C’est donc plutôt un hasard que j’ai abouti au CHUV. Après mon doctorat, il fallait que je trouve un poste. D’habitude, je faisais du consulting sur des données plutôt sociales, psychologiques. Je reprends d’ailleurs une activité à l’Université de Neuchâtel, sur un fonds national, en tant que post-doc. L’UniNE recherchait un expert méthodologique pour une étude sur la pauvreté et les inégalités. Aujourd’hui, je partage donc vraiment mon temps entre la recherche en sciences humaines et sociales et la consultation statistique pour les médecins.
Retour en arrière… quels ont été les points forts de votre formation à l’UniNE ?
Le point fort de la psychologie du travail à Neuchâtel, c’était le professeur Tschan. Des cours très exigeants, où l’on nous demandait d’être critiques et proactifs. J’y ai appris l’indépendance. J’ai bien aimé aussi le fait d’avoir passablement de crédits libres, qu’on pouvait prendre en psycho ou dans d’autres facultés, à Neuchâtel ou dans une autre université. Avec cela, même si Neuchâtel est une petite université qui n’a pas toute la palette d’offres que d’autres peuvent avoir, il y a une vraie ouverture, qui fait partie de la richesse de cette filière. J’ai par exemple été suivre très facilement des cours de maths, d’informatique et de psycho à Lausanne, tout en étant étudiante à l’UniNE.
Si je pense à mon postgrade en statistiques, j’ai apprécié le fait que, alors qu’auparavant j’étais une simple utilisatrice de statistiques, j’avais tout à coup la possibilité de comprendre les outils, de voir ce qu’il y a derrière. Et j’ai eu des contacts avec des professeurs de grande renommée, d’horizons très différents.
Dans la réalité concrète de votre travail, quelle utilisation faites-vous de ce que vous avez appris à l’université ?
La psychologie, c’est quelque chose que j’applique au quotidien.
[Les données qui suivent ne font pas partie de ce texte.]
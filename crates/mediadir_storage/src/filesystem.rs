//! Filesystem-backed content provider.
//!
//! Record bytes live in ordinary files laid out by relative path, and the
//! metadata table is kept in a SQLite index next to them.

use crate::index::{RecordIndex, StoredRecord};
use crate::{ContentProvider, ReadStream, RowCursor, Selection, VecCursor, WriteStream};
use mediadir_core::{CollectionAddress, Column, ContentUri, RecordValues, SortOrder, StorageMode};
use mediadir_error::{MediaDirResult, StoreError, StoreErrorKind};
use std::path::{Path, PathBuf};
use tokio::sync::Mutex;

/// Directory under the root that holds the metadata index.
const INDEX_DIR: &str = ".mediadir";
const INDEX_FILE: &str = "index.db";

/// Filesystem content provider.
///
/// Stores each record's bytes at `{root}/{relative_path}/{display_name}`:
///
/// ```text
/// /var/lib/mediadir/
/// ├── .mediadir/
/// │   └── index.db
/// ├── DCIM/
/// │   └── trip/
/// │       └── IMG_1.jpg
/// └── Documents/
///     └── reports/
///         ├── q1.pdf
///         └── q1 (1).pdf
/// ```
///
/// # Features
///
/// - **Unique names**: a second record with the same name at the same path is
///   stored as `name (1).ext`
/// - **Consistent moves**: a rename touches the index only after the file has
///   moved, and never lands on a name another record holds
/// - **Live sizes**: size and modification time come from the file itself
/// - **Contained paths**: relative paths may not climb out of the root
#[derive(Debug)]
pub struct FileSystemProvider {
    root: PathBuf,
    mode: StorageMode,
    index: Mutex<RecordIndex>,
}

fn io_error(context: impl std::fmt::Display, e: std::io::Error) -> StoreError {
    StoreError::new(StoreErrorKind::Io(format!("{}: {}", context, e)))
}

impl FileSystemProvider {
    /// Open (or create) a filesystem provider rooted at `root`.
    ///
    /// Creates the root directory if it doesn't exist and loads the metadata
    /// index if one is present.
    ///
    /// # Errors
    ///
    /// Returns error if the directory cannot be created or the index cannot be
    /// read.
    #[tracing::instrument(skip(root))]
    pub fn open(root: impl Into<PathBuf>, mode: StorageMode) -> MediaDirResult<Self> {
        let root = root.into();

        std::fs::create_dir_all(root.join(INDEX_DIR)).map_err(|e| {
            StoreError::new(StoreErrorKind::DirectoryCreation(format!(
                "{}: {}",
                root.display(),
                e
            )))
        })?;

        let index = RecordIndex::open(&root.join(INDEX_DIR).join(INDEX_FILE))?;

        tracing::info!(path = %root.display(), %mode, "Opened filesystem provider");
        Ok(Self {
            root,
            mode,
            index: Mutex::new(index),
        })
    }

    /// Root directory of the store.
    pub fn root(&self) -> &Path {
        &self.root
    }

    fn object_path(&self, relative_path: &str, display_name: &str) -> PathBuf {
        self.root.join(relative_path).join(display_name)
    }

    fn record_path(&self, record: &StoredRecord) -> PathBuf {
        self.object_path(&record.relative_path, &record.display_name)
    }

    fn data_path(&self, record: &StoredRecord) -> Option<String> {
        self.mode
            .exposes_paths()
            .then(|| self.record_path(record).to_string_lossy().to_string())
    }

    /// Pick a name no other record uses at `relative_path`.
    fn unique_name(
        index: &RecordIndex,
        relative_path: &str,
        display_name: &str,
    ) -> MediaDirResult<String> {
        if !index.name_taken(relative_path, display_name, None)? {
            return Ok(display_name.to_string());
        }
        let (stem, suffix) = match display_name.rsplit_once('.') {
            Some((stem, ext)) if !stem.is_empty() => (stem, format!(".{}", ext)),
            _ => (display_name, String::new()),
        };
        let mut n = 1u64;
        loop {
            let candidate = format!("{} ({}){}", stem, n, suffix);
            if !index.name_taken(relative_path, &candidate, None)? {
                return Ok(candidate);
            }
            n += 1;
        }
    }

    /// Refresh size and modification time of records from their files.
    async fn refresh(&self, index: &mut RecordIndex) -> MediaDirResult<()> {
        let records = index.select(
            CollectionAddress::Files,
            &Selection::all(),
            &SortOrder::default(),
        )?;
        let mut stats = Vec::new();
        for record in &records {
            let path = self.record_path(record);
            match tokio::fs::metadata(&path).await {
                Ok(metadata) => {
                    let date_modified = metadata
                        .modified()
                        .map(|modified| chrono::DateTime::<chrono::Utc>::from(modified).timestamp())
                        .unwrap_or(record.date_modified);
                    if metadata.len() != record.size || date_modified != record.date_modified {
                        stats.push((record.id, metadata.len(), date_modified));
                    }
                }
                Err(e) => {
                    tracing::debug!(path = %path.display(), error = %e, "Backing file unavailable");
                }
            }
        }
        index.record_stats(&stats)
    }
}

async fn create_parent(path: &Path) -> MediaDirResult<()> {
    if let Some(parent) = path.parent() {
        tokio::fs::create_dir_all(parent).await.map_err(|e| {
            StoreError::new(StoreErrorKind::DirectoryCreation(format!(
                "{}: {}",
                parent.display(),
                e
            )))
        })?;
    }
    Ok(())
}

async fn create_backing_file(path: &Path) -> MediaDirResult<()> {
    create_parent(path).await?;
    tokio::fs::File::create(path)
        .await
        .map_err(|e| io_error(path.display(), e))?;
    Ok(())
}

fn check_contained(relative_path: &str) -> MediaDirResult<()> {
    if relative_path
        .split('/')
        .any(|segment| segment == ".." || segment == INDEX_DIR)
    {
        return Err(StoreError::new(StoreErrorKind::InsertDenied(format!(
            "relative path {:?} leaves the store",
            relative_path
        )))
        .into());
    }
    Ok(())
}

#[async_trait::async_trait]
impl ContentProvider for FileSystemProvider {
    fn storage_mode(&self) -> StorageMode {
        self.mode
    }

    #[tracing::instrument(skip(self, values), fields(address = %address))]
    async fn insert(
        &self,
        address: CollectionAddress,
        values: &RecordValues,
    ) -> MediaDirResult<ContentUri> {
        let index = self.index.lock().await;

        let mut values = values.clone();
        if let (Some(relative_path), Some(display_name)) =
            (values.relative_path().clone(), values.display_name().clone())
        {
            check_contained(&relative_path)?;
            let unique = Self::unique_name(&index, &relative_path, &display_name)?;
            if unique != display_name {
                tracing::debug!(requested = %display_name, stored = %unique, "Renamed duplicate");
                values = values.with_display_name(unique);
            }
        }

        let id = index.insert(address, &values, chrono::Utc::now().timestamp())?;
        let uri = ContentUri::new(address, id);
        let path = match index.get(address, id)? {
            Some(record) => self.record_path(&record),
            None => return Err(StoreError::new(StoreErrorKind::NotFound(uri.to_string())).into()),
        };

        if let Err(e) = create_backing_file(&path).await {
            if let Err(cleanup) = index.remove(address, id) {
                tracing::error!(%uri, error = %cleanup, "Failed to drop row after file creation failed");
            }
            return Err(e);
        }

        tracing::info!(%uri, path = %path.display(), "Inserted record");
        Ok(uri)
    }

    #[tracing::instrument(skip(self, projection, selection, sort), fields(address = %address, selection = %selection))]
    async fn query(
        &self,
        address: CollectionAddress,
        projection: &[Column],
        selection: &Selection,
        sort: &SortOrder,
    ) -> MediaDirResult<Box<dyn RowCursor>> {
        let mut index = self.index.lock().await;
        self.refresh(&mut index).await?;
        let records = index.select(address, selection, sort)?;
        let rows = records
            .iter()
            .map(|record| record.row(projection, self.data_path(record)))
            .collect::<Vec<_>>();
        tracing::debug!(count = rows.len(), "Query matched");
        Ok(Box::new(VecCursor::new(rows)))
    }

    #[tracing::instrument(skip(self, values), fields(uri = %uri))]
    async fn update(&self, uri: &ContentUri, values: &RecordValues) -> MediaDirResult<u64> {
        let index = self.index.lock().await;
        let Some(before) = index.get(uri.address(), uri.id())? else {
            return Ok(0);
        };
        if let Some(relative_path) = values.relative_path() {
            check_contained(relative_path)?;
        }
        let Some(after) = index.revise(uri.address(), uri.id(), values)? else {
            return Ok(0);
        };

        let (from, to) = (self.record_path(&before), self.record_path(&after));
        let moved = from != to;
        if moved {
            let held = index.name_taken(&after.relative_path, &after.display_name, Some(after.id))?;
            if held
                || tokio::fs::try_exists(&to)
                    .await
                    .map_err(|e| io_error(to.display(), e))?
            {
                return Err(StoreError::new(StoreErrorKind::InvalidArgument(format!(
                    "{} is already in use",
                    to.display()
                )))
                .into());
            }
            create_parent(&to).await?;
            tokio::fs::rename(&from, &to).await.map_err(|e| {
                io_error(format!("rename {} to {}", from.display(), to.display()), e)
            })?;
            tracing::debug!(from = %from.display(), to = %to.display(), "Moved backing file");
        }

        let written = index.write(&after);
        match written {
            Ok(rows) => Ok(rows),
            Err(e) => {
                if moved {
                    if let Err(undo) = tokio::fs::rename(&to, &from).await {
                        tracing::error!(
                            from = %to.display(),
                            to = %from.display(),
                            error = %undo,
                            "Failed to move backing file back"
                        );
                    }
                }
                Err(e)
            }
        }
    }

    #[tracing::instrument(skip(self), fields(uri = %uri))]
    async fn delete(&self, uri: &ContentUri) -> MediaDirResult<u64> {
        let index = self.index.lock().await;
        let Some(record) = index.get(uri.address(), uri.id())? else {
            return Ok(0);
        };
        let path = self.record_path(&record);

        match tokio::fs::remove_file(&path).await {
            Ok(()) => {}
            Err(e) if e.kind() == std::io::ErrorKind::NotFound => {
                tracing::warn!(path = %path.display(), "Backing file already gone");
            }
            Err(e) => return Err(io_error(format!("delete {}", path.display()), e).into()),
        }

        let rows = index.remove(uri.address(), uri.id())?;
        tracing::info!(path = %path.display(), "Deleted record");
        Ok(rows)
    }

    #[tracing::instrument(skip(self), fields(uri = %uri))]
    async fn open_read(&self, uri: &ContentUri) -> MediaDirResult<ReadStream> {
        let path = {
            let index = self.index.lock().await;
            match index.get(uri.address(), uri.id())? {
                Some(record) => self.record_path(&record),
                None => {
                    return Err(StoreError::new(StoreErrorKind::NotFound(uri.to_string())).into());
                }
            }
        };
        let file = tokio::fs::File::open(&path).await.map_err(|e| {
            if e.kind() == std::io::ErrorKind::NotFound {
                StoreError::new(StoreErrorKind::NotFound(path.display().to_string()))
            } else {
                io_error(path.display(), e)
            }
        })?;
        Ok(Box::new(file))
    }

    #[tracing::instrument(skip(self), fields(uri = %uri))]
    async fn open_write(&self, uri: &ContentUri) -> MediaDirResult<WriteStream> {
        let path = {
            let index = self.index.lock().await;
            match index.get(uri.address(), uri.id())? {
                Some(record) => self.record_path(&record),
                None => {
                    return Err(StoreError::new(StoreErrorKind::NotFound(uri.to_string())).into());
                }
            }
        };
        let file = tokio::fs::File::create(&path)
            .await
            .map_err(|e| io_error(path.display(), e))?;
        Ok(Box::new(file))
    }
}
Pour moi, c’est une façon de réfléchir, d’analyser, cela fait partie de ma façon de fonctionner. Mes études font donc partie d’un « continuum », ce n’est pas une parenthèse un peu abstraite. Quant aux statistiques, elles m’ont permis de donner de l’épaisseur à l’utilisation quotidienne que j’en avais. J’ai par conséquent l’impression d’avoir toujours été dans le concret. J’ai toujours choisi une formation pour compléter un manque que j’avais, une théorie dont j’avais besoin pour faire les choses le mieux possible.
Quel conseil donneriez-vous à un étudiant ou à un futur étudiant ?
Je pense qu’en matière d’études, il faut avoir un regard critique sur ce qu’on fait, pourquoi on le fait et où cela nous amène. J’ai vu des copines arriver au bout de leur cursus, se demander ce qu’elles faisaient dans cette branche et recommencer une nouvelle formation. Il est important de se rendre compte de ce qu’on apprend et de ce qui nous manque, quitte à passer par l’expérience pratique. Les stages, c’est essentiel ! On a souvent des représentations d’un métier et on peut être déçu parce que le métier ne coïncide pas avec ce qu’on aimait d’une formation. C’est important d’aller dans le pratique, le concret. A l’université, on emmagasine des outils, mais on ne sait pas forcément à quoi ils vont nous servir….
*titre équivalent au Master actuel, utilisé avant l’introduction du processus de Bologne.